Wie führt man PSI-BLAST für eine bestimmte Proteinsequenz nur gegen die bakterielle Proteindatenbank durch?

Ich habe eine Liste mit über 100 Proteinen und muss für jedes einzelne Psi-Blast nur gegen "bakterielle Proteine" durchführen.

Ich ging zum Protein-Blast-Tool von NCBI , konnte aber nicht herausfinden, wie ich die Zieldatenbank auswählen/begrenzen sollte.

Hier sind die 2 Konfigurationen, die ich ausprobiert habe:

  1. Datenbank: pdb, Organismus:bacteria (taxid:2)
  2. Datenbank: landmark, Organismus:bacteria (taxid:2)

Kann mir jemand sagen, ob einer der Ansätze richtig ist? Wenn nicht, zeigen Sie bitte den richtigen Weg.


Bearbeiten 1 - weitere Details hinzufügen

Alle meine Daten stammen aus „ Ergänzungstabelle 10 “ des Artikels „ Vergleichende Genomik des vernachlässigten menschlichen Malariaparasiten Plasmodium vivax “.

Etwa 5 % aller meiner Proteinsequenzen sind ISS-vorhergesagt. Die verbleibenden Sequenzen sind von der IEA vorhergesagt

pdb enthält nur IDs mit hinterlegten Strukturen. Ich habe noch nie von Landmark gehört, könnten Sie einen Link dazu bereitstellen? Ich stimme @Michael_A zu, dass Uniprot der richtige Weg ist.

Antworten (1)

Ihr Ansatz ist richtig, aber es lohnt sich zu überlegen, welche Datenbank für Sie am besten geeignet ist. Zu berücksichtigende Fragen sind;

  1. Bietet die Datenbank einen großen Suchraum für die Organismen, an denen Sie interessiert sind?
  2. Funktionieren seine IDs gut für die Suche in anderen Datenbanken?
  3. Wie behandelt die Hostdatenbank Kennungen im Laufe der Zeit?

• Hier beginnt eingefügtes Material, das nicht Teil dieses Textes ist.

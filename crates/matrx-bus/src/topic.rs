//! Topic exchange binding-key matching.
//!
//! Keys are dot-separated words. In a binding key `*` matches exactly one
//! word and `#` matches zero or more words.

/// Check whether a routing key matches a topic binding key.
#[must_use]
pub fn topic_matches(binding_key: &str, routing_key: &str) -> bool {
    let pattern: Vec<&str> = binding_key.split('.').collect();
    let words: Vec<&str> = routing_key.split('.').collect();
    matches_words(&pattern, &words)
}

fn matches_words(pattern: &[&str], words: &[&str]) -> bool {
    match pattern.split_first() {
        None => words.is_empty(),
        Some((&"#", rest)) => (0..=words.len()).any(|skip| matches_words(rest, &words[skip..])),
        Some((&"*", rest)) => !words.is_empty() && matches_words(rest, &words[1..]),
        Some((word, rest)) => words.first() == Some(word) && matches_words(rest, &words[1..]),
    }
}

#[cfg(test)]
mod tests {
    use super::*;

    #[test]
    fn test_literal_keys() {
        assert!(topic_matches("renderer_requests", "renderer_requests"));
        assert!(!topic_matches("renderer_requests", "renderer_request"));
        assert!(topic_matches("dev-1", "dev-1"));
        assert!(!topic_matches("dev-1", "dev-10"));
    }

    #[test]
    fn test_literal_keys_with_dots() {
        assert!(topic_matches("site.a.dev", "site.a.dev"));
        assert!(!topic_matches("site.a.dev", "site.a"));
        assert!(!topic_matches("site.a", "site.a.dev"));
    }

    #[test]
    fn test_star_matches_one_word() {
        assert!(topic_matches("device.*", "device.dev-1"));
        assert!(!topic_matches("device.*", "device"));
        assert!(!topic_matches("device.*", "device.a.b"));
    }

    #[test]
    fn test_hash_matches_any_words() {
        assert!(topic_matches("#", "anything.at.all"));
        assert!(topic_matches("device.#", "device"));
        assert!(topic_matches("device.#", "device.a.b"));
        assert!(topic_matches("#.dev-1", "site.dev-1"));
        assert!(!topic_matches("#.dev-1", "site.dev-2"));
    }
}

Für Proteinsequenzen würde ich verwenden;

Datenbank; UniProtKB/Swiss-Prot(swissprot)

Organismus Bakterien (taxid:2) (oder eine Untergruppe)

Die Gründe dafür sind, dass ich damit vertraut bin, wie Uniprot ihre IDs handhabt, sie bieten einen großen Suchraum mit klarer Abgrenzung zwischen zuverlässigen (überprüften) und anderen (nicht überprüften) Sequenzen, und schließlich lassen sich UniprotKB-IDs gut auf Gene abbilden. Letzteres kann problematisch sein. Ich weiß auch, dass ich keine Probleme haben werde, PDB mit UniprotKB-IDs zu durchsuchen.

Obwohl ich die Proteindatenbank (PDB) verwende und mag, würde ich sie nicht für diese Art der Suche verwenden, da sie eine strukturelle Datenbank ist, die Ihren Suchraum einschränkt. PDB hat 8292 Strukturen für E.coli im Vergleich zu 23.017 überprüften und 1.335.860 nicht überprüften Sequenzen in Uniprot. Wenn Sie sich nur für Strukturen interessieren, ist die PDB ideal geeignet.

Ich habe Landmark nicht verwendet .

Ich suche nach struktureller Homologie in bakteriellen Proteinen. Da Sie darauf hingewiesen haben, dass PDB eine strukturelle Datenbank ist, wäre es deshalb ein besserer Kandidat?
Ich würde immer noch Uniprot verwenden, da die Uniprot-IDs zum Durchsuchen von PDB verwendet werden können. Sie könnten jedoch beides tun. Der einzige Nachteil von Uniprot ist, dass es wahrscheinlich eine große Liste zurückgeben wird. Sich Zeit zu nehmen, um die Struktur der Beteiligungen von uniprot zu verstehen, wird Ihnen helfen, damit umzugehen. Wenn Sie mit überprüften Sequenzen davonkommen, würde ich bei diesen bleiben.